START Supplied material
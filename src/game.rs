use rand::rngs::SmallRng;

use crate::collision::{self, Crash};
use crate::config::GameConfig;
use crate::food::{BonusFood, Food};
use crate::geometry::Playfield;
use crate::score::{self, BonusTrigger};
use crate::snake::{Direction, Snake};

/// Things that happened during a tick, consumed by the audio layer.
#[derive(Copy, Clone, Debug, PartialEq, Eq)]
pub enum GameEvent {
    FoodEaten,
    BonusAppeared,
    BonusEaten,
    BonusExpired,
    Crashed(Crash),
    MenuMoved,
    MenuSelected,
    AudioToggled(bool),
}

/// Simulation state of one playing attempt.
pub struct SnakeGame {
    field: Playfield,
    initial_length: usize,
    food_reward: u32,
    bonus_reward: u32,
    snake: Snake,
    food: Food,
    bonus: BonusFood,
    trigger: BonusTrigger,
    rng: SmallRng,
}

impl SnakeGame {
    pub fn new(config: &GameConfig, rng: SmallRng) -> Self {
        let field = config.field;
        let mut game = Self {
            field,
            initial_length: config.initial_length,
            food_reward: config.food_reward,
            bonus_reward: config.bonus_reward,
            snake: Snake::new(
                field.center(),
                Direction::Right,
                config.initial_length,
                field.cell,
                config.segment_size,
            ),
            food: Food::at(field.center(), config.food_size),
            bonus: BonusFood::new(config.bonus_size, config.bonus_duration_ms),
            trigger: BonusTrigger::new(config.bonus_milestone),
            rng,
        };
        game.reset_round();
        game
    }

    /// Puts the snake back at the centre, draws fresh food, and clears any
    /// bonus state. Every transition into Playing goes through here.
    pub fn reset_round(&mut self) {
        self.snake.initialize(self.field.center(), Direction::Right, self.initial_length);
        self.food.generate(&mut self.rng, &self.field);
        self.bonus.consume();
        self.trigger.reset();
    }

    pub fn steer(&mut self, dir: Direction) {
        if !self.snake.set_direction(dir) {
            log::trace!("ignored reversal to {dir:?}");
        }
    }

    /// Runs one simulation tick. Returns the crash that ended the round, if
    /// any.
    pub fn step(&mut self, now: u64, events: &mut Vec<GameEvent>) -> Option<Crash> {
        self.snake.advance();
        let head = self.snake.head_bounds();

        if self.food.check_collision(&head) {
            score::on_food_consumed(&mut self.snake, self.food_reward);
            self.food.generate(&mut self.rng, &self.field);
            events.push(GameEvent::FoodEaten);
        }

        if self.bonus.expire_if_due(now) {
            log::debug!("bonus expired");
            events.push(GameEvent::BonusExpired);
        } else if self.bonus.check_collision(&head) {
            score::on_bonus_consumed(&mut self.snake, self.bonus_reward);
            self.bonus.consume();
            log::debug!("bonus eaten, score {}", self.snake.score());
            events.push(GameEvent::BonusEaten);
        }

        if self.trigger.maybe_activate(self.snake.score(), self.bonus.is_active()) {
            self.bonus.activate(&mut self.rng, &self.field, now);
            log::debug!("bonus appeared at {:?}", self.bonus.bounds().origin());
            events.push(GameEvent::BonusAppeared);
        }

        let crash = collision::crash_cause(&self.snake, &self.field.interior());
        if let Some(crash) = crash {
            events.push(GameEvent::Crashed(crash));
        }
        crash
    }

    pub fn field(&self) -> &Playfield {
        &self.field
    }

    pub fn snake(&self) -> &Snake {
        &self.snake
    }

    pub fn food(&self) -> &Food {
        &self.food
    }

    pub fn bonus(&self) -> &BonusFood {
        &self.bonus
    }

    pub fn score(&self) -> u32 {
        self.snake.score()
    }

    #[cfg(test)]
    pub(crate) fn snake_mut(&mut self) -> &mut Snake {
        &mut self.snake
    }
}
END Supplied material
Copy the lines above exactly. Start with the line containing "game.reset_round();", end with the line containing "pub fn steer(&mut", and include both.

**Solution for this exercise**
        game.reset_round();
        game
    }

    /// Puts the snake back at the centre, draws fresh food, and clears any
    /// bonus state. Every transition into Playing goes through here.
    pub fn reset_round(&mut self) {
        self.snake.initialize(self.field.center(), Direction::Right, self.initial_length);
        self.food.generate(&mut self.rng, &self.field);
        self.bonus.consume();
        self.trigger.reset();
    }

    pub fn steer(&mut self, dir: Direction) {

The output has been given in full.